Thankfully, things have evolved over the past 10-20 years and aligning marketing to business finances is not only considered acceptable, but commercially imperative. Still, there are many organisations setting SMART objectives at the tactical level but not connecting them to the overarching business objectives e.g. to increase turnover and market share.

This creates a lack of alignment making it hard to show the value of marketing, plan resources and defend or rationalise decisions. To explain, let’s look at an example using an objectives pyramid.

First, a quick note on objectives versus goals here. Objectives are tangible, numerical and short-term: SMART (specific, measurable, actionable, realistic and time-bound), whereas goals are long-term, less tangible and provide the general direction.

How to align marketing objectives to business objectives: a pyramid approach

1. First up is business objectives

These determine what the organisation as a whole wants to achieve. Business objectives might include increasing turnover or net profit, growing market share or launching into specific new markets.

In this example, if the business objective is to increase turnover to £2m by March 2027 which translates to: 60% (£1.2m) from new clients in priority sectors and 40% (£0.8m) from existing client growth, every marketing objective below should be designed to deliver this.

2. Sales and Commercial objectives

The business objectives should determine the volume and value of sales required. In this case, based on an average project value of £50k, the business would need to convert 24 new clients in target sectors and secure 16 upsells / renewals from existing clients.

£2m / £50k = 40 – 40 × 60% = 24 new clients – 40 x 40% = 16 existing clients

Other sales objectives might be around increasing average order value or shortening sales cycles.

3 & 4. Communication objectives

Communication objectives are usually focused on raising awareness, changing perceptions or generating qualified leads. For example, generating demand to achieve the commercial objectives.

In this example and based on an estimated conversion rate of 20%, the business would need to generate 200 qualified enquiries by October 2026.

200 enquiries × 20% conversion = 40 clients

Or an objective to increase awareness and interest: The enquiries will only happen if enough of the target audience is reached.

Assuming 1 in 15 visitors is likely to submit an enquiry, the business could set an objective to increase relevant website visitors by 3,000 by September 2026.

3,000 visitors x 20% conversion = 200 enquiries

If conversion rates prove higher or lower than assumed, the objectives will need to change to ensure they contribute the right level of activity to the overarching business objectives.

Starting at the top – but with the bottom line firmly in mind – ensures your marketing objectives support what the business actually needs.
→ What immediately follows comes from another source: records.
use std::convert::Infallible;

use axum::{
    extract::FromRequestParts,
    http::{header, request::Parts},
    response::Redirect,
};
use url::Url;

/// A redirect target is safe when it resolves, relative to the requesting
/// host, to an http(s) URL on that same host.
pub fn is_safe_url(host: &str, target: &str) -> bool {
    let base = match Url::parse(&format!("http://{}/", host)) {
        Ok(base) => base,
        Err(_) => return false,
    };
    let test = match base.join(target) {
        Ok(test) => test,
        Err(_) => return false,
    };
    matches!(test.scheme(), "http" | "https")
        && test.host_str() == base.host_str()
        && test.port() == base.port()
}

/// Where to send the client after a mutation: the `next` query parameter,
/// then the Referer, then a caller-supplied default. Unsafe candidates are
/// skipped without error.
#[derive(Debug, Default, Clone)]
pub struct RedirectBack {
    host: Option<String>,
    next: Option<String>,
    referrer: Option<String>,
}

impl RedirectBack {
    pub fn target(&self, default: &str) -> String {
        let host = match &self.host {
            Some(host) => host,
            None => return default.to_string(),
        };
        [&self.next, &self.referrer]
            .into_iter()
            .flatten()
            .find(|candidate| !candidate.is_empty() && is_safe_url(host, candidate))
            .cloned()
            .unwrap_or_else(|| default.to_string())
    }

    pub fn to(&self, default: &str) -> Redirect {
        Redirect::to(&self.target(default))
    }
}

#[axum::async_trait]
impl<S> FromRequestParts<S> for RedirectBack
where
    S: Send + Sync,
{
    type Rejection = Infallible;

    async fn from_request_parts(parts: &mut Parts, _: &S) -> Result<Self, Self::Rejection> {
        let header_value = |name| {
            parts
                .headers
                .get(name)
                .and_then(|value| value.to_str().ok())
                .map(str::to_string)
        };
        let next = parts.uri.query().and_then(|query| {
            url::form_urlencoded::parse(query.as_bytes())
                .find(|(key, _)| key == "next")
                .map(|(_, value)| value.into_owned())
        });
        Ok(RedirectBack {
            host: header_value(header::HOST),
            next,
            referrer: header_value(header::REFERER),
        })
    }
}
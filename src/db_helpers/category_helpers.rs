use sqlx::SqlitePool;

use crate::{
    data_formats::{CategoryRequest, ValidationErrors},
    errors::RequestError,
    models::Category,
};

pub async fn list_categories(pool: &SqlitePool) -> Result<Vec<Category>, RequestError> {
    let categories = sqlx::query_as::<_, Category>("SELECT * FROM categories ORDER BY name")
        .fetch_all(pool)
        .await?;
    Ok(categories)
}

pub async fn get_category_by_id(
    pool: &SqlitePool,
    id: i64,
) -> Result<Option<Category>, RequestError> {
    let category = sqlx::query_as::<_, Category>("SELECT * FROM categories WHERE id = $1")
        .bind(id)
        .fetch_optional(pool)
        .await?;
    Ok(category)
}

fn name_in_use(error: RequestError) -> RequestError {
    if error.is_unique_violation() {
        return ValidationErrors::single("name", "Name already in use.").into();
    }
    error
}

pub async fn create_category_in_db(
    pool: &SqlitePool,
    CategoryRequest { name }: CategoryRequest,
) -> Result<Category, RequestError> {
    let mut tx = pool.begin().await?;
    let category = sqlx::query_as::<_, Category>(
        r#"
        INSERT INTO categories (name) VALUES ($1)
        RETURNING *
        "#,
    )
    .bind(name)
    .fetch_one(&mut tx)
    .await
    .map_err(|e| name_in_use(e.into()))?;
    tx.commit().await?;
    Ok(category)
}

pub async fn rename_category_in_db(
    pool: &SqlitePool,
    id: i64,
    CategoryRequest { name }: CategoryRequest,
) -> Result<Category, RequestError> {
    if id == Category::DEFAULT_ID {
        return Err(RequestError::Forbidden(
            "You can not edit the default category.",
        ));
    }
    let mut tx = pool.begin().await?;
    let category = sqlx::query_as::<_, Category>(
        r#"
        UPDATE categories SET name = $1 WHERE id = $2
        RETURNING *
        "#,
    )
    .bind(name)
    .bind(id)
    .fetch_optional(&mut tx)
    .await
    .map_err(|e| name_in_use(e.into()))?;
    tx.commit().await?;
    category.ok_or(RequestError::NotFound("Category not found"))
}

/// Moves the category's posts to the default category, then removes it.
/// Returns `false` (and changes nothing) for the default category.
pub async fn delete_category_in_db(pool: &SqlitePool, id: i64) -> Result<bool, RequestError> {
    let mut tx = pool.begin().await?;
    let category = sqlx::query_as::<_, Category>("SELECT * FROM categories WHERE id = $1")
        .bind(id)
        .fetch_optional(&mut tx)
        .await?;
    let category = match category {
        Some(category) => category,
        None => return Err(RequestError::NotFound("Category not found")),
    };
    if category.is_default() {
        return Ok(false);
    }

    let moved = sqlx::query("UPDATE posts SET category_id = $1 WHERE category_id = $2")
        .bind(Category::DEFAULT_ID)
        .bind(category.id)
        .execute(&mut tx)
        .await?
        .rows_affected();
    sqlx::query("DELETE FROM categories WHERE id = $1")
        .bind(category.id)
        .execute(&mut tx)
        .await?;
    tx.commit().await?;
    tracing::info!(category = category.id, moved, "deleted category");
    Ok(true)
}

#[cfg(test)]
mod tests {
    use super::*;
    use crate::{
        data_formats::PostRequest,
        db_helpers::{create_post_in_db, get_post_by_id, test_support::test_pool},
    };

    fn request(name: &str) -> CategoryRequest {
        CategoryRequest {
            name: name.to_string(),
        }
    }

    #[tokio::test]
    async fn default_category_exists_after_migration() {
        let pool = test_pool().await;
        let default = get_category_by_id(&pool, Category::DEFAULT_ID)
            .await
            .unwrap()
            .unwrap();
        assert_eq!(default.name, "Default");
    }

    #[tokio::test]
    async fn duplicate_name_is_a_field_error() {
        let pool = test_pool().await;
        create_category_in_db(&pool, request("Rust")).await.unwrap();
        match create_category_in_db(&pool, request("Rust")).await {
            Err(RequestError::Validation(errors)) => {
                assert_eq!(errors.fields()["name"], vec!["Name already in use."])
            }
            other => panic!("expected validation error, got {:?}", other),
        }
    }

    #[tokio::test]
    async fn deleting_category_moves_posts_to_default() {
        let pool = test_pool().await;
        let rust = create_category_in_db(&pool, request("Rust")).await.unwrap();
        let post = create_post_in_db(
            &pool,
            PostRequest {
                title: "Ownership".to_string(),
                body: "borrowck".to_string(),
                category: rust.id,
            },
        )
        .await
        .unwrap();

        assert!(delete_category_in_db(&pool, rust.id).await.unwrap());
        assert!(get_category_by_id(&pool, rust.id).await.unwrap().is_none());
        let post = get_post_by_id(&pool, post.id).await.unwrap().unwrap();
        assert_eq!(post.category_id, Category::DEFAULT_ID);
    }

    #[tokio::test]
    async fn default_category_cannot_be_deleted_or_renamed() {
        let pool = test_pool().await;
        assert!(!delete_category_in_db(&pool, Category::DEFAULT_ID).await.unwrap());
        assert!(get_category_by_id(&pool, Category::DEFAULT_ID)
            .await
            .unwrap()
            .is_some());
        assert!(matches!(
            rename_category_in_db(&pool, Category::DEFAULT_ID, request("Other")).await,
            Err(RequestError::Forbidden(_))
        ));
    }

    #[tokio::test]
    async fn missing_category_is_not_found() {
        let pool = test_pool().await;
        assert!(matches!(
            delete_category_in_db(&pool, 42).await,
            Err(RequestError::NotFound(_))
        ));
    }
}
It also means you can more easily assign a financial value to each stage of the marketing funnel. See below for a rough value calculation (before costs).

The benefits of aligning marketing objectives to business objectives

  1. By understanding the value of each engagement, you can set more realistic budgets to resource marketing and sales teams
  2. You can more easily communicate and rationalise marketing decisions
  3. You can identify which part of the process or marketing funnel is working well and which needs more attention
  4. You have a roadmap that states exactly how you’ll achieve your goals – this is not to say you won’t need to adapt it. For example, if conversion rates are higher or lower than you initially anticipated, you might need to tweak the figures.

Ultimately, by following a top-down objective-setting methodology to set SMART objectives for marketing and sales, you replace arbitrary with accuracy, laying a firm foundation to measure success.